Занамивир, применяемый в дозах, используемых при лечении гриппа, у здоровых, относящихся к группе риска (как правило, находившихся в контакте с заболевшими), облегчает симптоматику и сокращает продолжительность заболевания. Комбинированный анализ результатов 3-х исследований показал, что медиана времени до облегчения симптомов заболевания сокращается до 1,5 дней у пациентов в группе занамивира по сравнению с пациентами в группе плацебо (р <0,001). Количество осложнений снижалось в группе занамивира 171/769 (22 %) по сравнению с плацебо 208/711 (относительный риск составил: 0,77; (95 % CI: от 0,65 до 0,92; р = 0,004). Использование антибиотиков для лечения осложнений после перенесённого гриппа также снижалось от 136/711 (19 %) в группе плацебо до 110/769 (14 %) в группе занамивира (относительный риск: 0,76; 95 % CI: от 0,60 до 0,95; р = 0,021). Оптимальная эффективность занамивира была показана в случае начала проведения лечения в максимально короткие сроки после появления первых симптомов заболевания.

Было показано, что занамивир также эффективен в качестве средства профилактики гриппа у детей старше 5 лет и у взрослых. Процент эффективной защиты составляет 67–79 % по сравнению с плацебо и 56–61 % по сравнению с активным контролем.

Показания

Лечение инфекции, вызванной вирусом гриппа типа A и B, у детей старше 5 лет и взрослых;
профилактика инфекции, вызываемой вирусом гриппа типа A и B, у детей старше 5 лет и взрослых.

Противопоказания

Повышенная чувствительность занамивиру;
беременность (особенно I триместр).

С осторожностью

Заболевания дыхательных путей, сопровождающиеся бронхоспазмом (в том числе в анамнезе);
лактация.

Беременность и грудное вскармливание

Применение при беременности

Категория действия на плод по FDA — C.

Адекватных и строго контролируемых исследований по безопасности применения занамивира при беременности не проведено.

Экспериментальные исследования на животных показали, что занамивир проникает через плаценту, тем не менее не отмечено тератогенного эффекта или снижения фертильности, или клинических проявлений каких-либо нарушений в пери- и постнатальном периодах.

Применение во время беременности (особенно в I триместре) противопоказано, за исключением случаев отсутствия альтернатив, по назначению врача, когда предполагаемая польза для матери превосходит потенциальный риск для плода.

Применение в период грудного вскармливания

Специальных исследований по безопасности применения занамивира в период грудного вскармливания не проведено.

Данных об экскреции занамивира в человеческое молоко нет.
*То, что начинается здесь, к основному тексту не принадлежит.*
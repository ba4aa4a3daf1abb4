//! Final synthesizer: weighs the other specialists' findings into a recommendation.

use crate::agent::{Agent, AgentSettings};
use crate::models::{excerpt, record, AgentInput, AgentOutput};
use anyhow::Result;
use async_trait::async_trait;
use serde_json::json;

const INSTRUCTIONS: &str = r#"You are a tax strategy advisor.
Combine the other specialists' analyses into the best decision for the client.

Rules:
- Review every analysis provided.
- Weigh pros and cons evenly.
- Give a concrete, ordered action plan.
- Make priorities explicit.

Output format:
## Strategy Recommendation
### Overall Assessment
### Options
| Option | Pros | Cons | Rating |
### Final Recommendation
### Action Plan
### Cautions
"#;

const PRIOR_CHARS: usize = 1500;

/// Confidence used when there is nothing to synthesize from.
const BASE_CONFIDENCE: f64 = 0.7;

pub struct StrategistAgent {
    settings: AgentSettings,
}

impl StrategistAgent {
    pub fn new(settings: AgentSettings) -> Self {
        Self { settings }
    }

    fn build_prompt(&self, input: &AgentInput) -> String {
        let analyses = if input.previous_results.is_empty() {
            "No earlier analyses.".to_string()
        } else {
            input
                .previous_results
                .iter()
                .map(|prev| {
                    format!(
                        "### {} (confidence: {:.0}%)\n{}\n",
                        prev.agent_name,
                        prev.confidence * 100.0,
                        excerpt(&prev.result, PRIOR_CHARS)
                    )
                })
                .collect::<Vec<_>>()
                .join("\n")
        };

        format!(
            "Build an overall strategy for the following question.\n\n## Question\n{}\n\n## Specialist analyses\n{}\n\nCombine these findings into the best decision and a practical action plan.",
            input.query, analyses
        )
    }
}

/// Slightly above the mean of the usable prior confidences, capped at 0.95.
fn synthesized_confidence(previous: &[AgentOutput]) -> f64 {
    let usable: Vec<f64> = previous
        .iter()
        .map(|p| p.confidence)
        .filter(|c| *c > 0.0)
        .collect();

    let mean = if usable.is_empty() {
        BASE_CONFIDENCE
    } else {
        usable.iter().sum::<f64>() / usable.len() as f64
    };

    (mean + 0.05).min(0.95)
}

#[async_trait]
impl Agent for StrategistAgent {
    fn name(&self) -> &str {
        &self.settings.name
    }

    fn instructions(&self) -> &str {
        INSTRUCTIONS
    }

    async fn execute(&self, input: &AgentInput) -> Result<AgentOutput> {
        let prompt = self.build_prompt(input);
        let result = match self.settings.consult(self.instructions(), &prompt).await {
            Ok(text) => text,
            Err(degraded) => return Ok(degraded),
        };

        let based_on = input.previous_results.len();
        Ok(AgentOutput::new(&self.settings.name, result)
            .with_confidence(synthesized_confidence(&input.previous_results))
            .with_reasoning(format!(
                "Strategy built from {} earlier analyses",
                based_on
            ))
            .with_source(record([
                ("type", json!("strategy")),
                ("based_on", json!(based_on)),
            ]))
            .with_metadata("agent_type", json!("strategist"))
            .with_metadata("synthesized_from", json!(based_on)))
    }
}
Экспериментальные исследования выявили выделение занамивира в молоко лактирующих животных.

Применять только когда предполагаемая польза для матери превосходит потенциальный риск для ребёнка.

Способ применения и дозы

Ингаляции по 5 мг, в первые сутки через 2 часа, затем через 12 часов в одно и то же время. Курс лечения составляет 5 дней. Возможно применение с профилактической целью до 1 месяца.

Высшая разовая доза: 5 мг. Высшая суточная доза: 60 мг.

Побочные действия

Лечение

Взрослые и дети с 5 лет

Рекомендуемая доза занамивира составляет 2 ингаляции (2 × 5 мг) 2 раза в сутки в течение 5 дней. Общая суточная доза — 20 мг. Для достижения оптимального эффекта лечение должно быть начато при появлении первых симптомов заболевания.